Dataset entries
_ _ _ _ _
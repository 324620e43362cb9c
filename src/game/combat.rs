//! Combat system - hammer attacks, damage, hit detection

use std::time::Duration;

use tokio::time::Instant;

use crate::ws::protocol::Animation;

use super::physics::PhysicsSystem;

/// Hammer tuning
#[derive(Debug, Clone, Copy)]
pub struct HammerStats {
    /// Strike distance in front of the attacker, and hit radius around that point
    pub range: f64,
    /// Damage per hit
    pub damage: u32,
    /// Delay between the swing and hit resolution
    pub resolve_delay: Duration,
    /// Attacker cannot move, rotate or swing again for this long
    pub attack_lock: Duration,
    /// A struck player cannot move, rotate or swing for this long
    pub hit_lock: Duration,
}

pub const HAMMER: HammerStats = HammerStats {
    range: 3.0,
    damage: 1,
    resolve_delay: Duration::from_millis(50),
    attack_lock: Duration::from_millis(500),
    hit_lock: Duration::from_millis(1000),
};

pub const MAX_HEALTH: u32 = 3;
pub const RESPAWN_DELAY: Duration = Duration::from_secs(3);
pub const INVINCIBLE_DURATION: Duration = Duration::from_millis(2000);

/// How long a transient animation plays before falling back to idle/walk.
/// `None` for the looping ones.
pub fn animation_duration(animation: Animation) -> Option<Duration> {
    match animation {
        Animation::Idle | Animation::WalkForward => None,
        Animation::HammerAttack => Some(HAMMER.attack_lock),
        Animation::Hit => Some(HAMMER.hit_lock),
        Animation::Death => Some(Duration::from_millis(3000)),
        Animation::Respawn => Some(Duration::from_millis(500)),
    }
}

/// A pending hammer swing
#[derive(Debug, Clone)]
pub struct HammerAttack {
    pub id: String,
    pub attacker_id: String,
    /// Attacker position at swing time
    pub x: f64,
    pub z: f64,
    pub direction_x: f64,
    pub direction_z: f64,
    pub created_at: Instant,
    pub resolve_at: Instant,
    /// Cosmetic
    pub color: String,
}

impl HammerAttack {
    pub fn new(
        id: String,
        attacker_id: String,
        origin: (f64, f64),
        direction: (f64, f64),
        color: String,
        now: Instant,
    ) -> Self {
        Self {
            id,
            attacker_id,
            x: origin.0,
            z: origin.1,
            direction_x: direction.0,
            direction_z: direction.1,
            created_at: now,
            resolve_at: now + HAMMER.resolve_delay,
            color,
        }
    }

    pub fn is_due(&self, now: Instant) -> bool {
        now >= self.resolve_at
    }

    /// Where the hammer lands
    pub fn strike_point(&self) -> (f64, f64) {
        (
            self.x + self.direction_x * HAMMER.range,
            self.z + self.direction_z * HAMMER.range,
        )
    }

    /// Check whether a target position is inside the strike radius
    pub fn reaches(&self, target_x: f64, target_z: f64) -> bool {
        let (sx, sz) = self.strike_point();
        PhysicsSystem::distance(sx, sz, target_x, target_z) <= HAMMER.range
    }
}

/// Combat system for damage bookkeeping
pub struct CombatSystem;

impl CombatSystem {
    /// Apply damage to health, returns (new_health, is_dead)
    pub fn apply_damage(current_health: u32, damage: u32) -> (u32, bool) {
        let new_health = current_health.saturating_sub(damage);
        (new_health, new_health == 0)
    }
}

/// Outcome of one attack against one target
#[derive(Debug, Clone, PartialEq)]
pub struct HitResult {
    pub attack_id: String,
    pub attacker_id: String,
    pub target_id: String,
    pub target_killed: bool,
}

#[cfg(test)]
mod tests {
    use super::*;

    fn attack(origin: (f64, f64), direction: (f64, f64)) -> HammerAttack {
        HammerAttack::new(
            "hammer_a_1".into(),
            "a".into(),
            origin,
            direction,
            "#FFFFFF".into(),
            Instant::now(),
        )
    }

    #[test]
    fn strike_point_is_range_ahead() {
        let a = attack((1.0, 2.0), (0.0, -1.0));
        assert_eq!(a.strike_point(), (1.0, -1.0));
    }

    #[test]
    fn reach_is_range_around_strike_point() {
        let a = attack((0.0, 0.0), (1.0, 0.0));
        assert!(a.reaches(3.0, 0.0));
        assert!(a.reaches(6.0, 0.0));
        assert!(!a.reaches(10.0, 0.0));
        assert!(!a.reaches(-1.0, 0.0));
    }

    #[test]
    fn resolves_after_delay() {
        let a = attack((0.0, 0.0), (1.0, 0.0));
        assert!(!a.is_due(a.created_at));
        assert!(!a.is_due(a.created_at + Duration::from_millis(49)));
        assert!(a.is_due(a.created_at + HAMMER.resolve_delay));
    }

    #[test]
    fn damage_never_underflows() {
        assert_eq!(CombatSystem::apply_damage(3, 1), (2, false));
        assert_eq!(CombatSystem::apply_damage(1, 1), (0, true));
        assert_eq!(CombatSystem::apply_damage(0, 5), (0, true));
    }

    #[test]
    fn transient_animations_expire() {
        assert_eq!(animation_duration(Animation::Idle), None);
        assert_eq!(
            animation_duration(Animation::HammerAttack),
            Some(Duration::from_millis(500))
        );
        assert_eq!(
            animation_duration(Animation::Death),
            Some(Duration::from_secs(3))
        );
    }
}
_ _ _ _ _
▸ **Exercise**: For each line above that contains the word "Clone", copy that line.

▸ **Response box**:
#[derive(Debug, Clone, Copy)]
#[derive(Debug, Clone)]
#[derive(Debug, Clone, PartialEq)]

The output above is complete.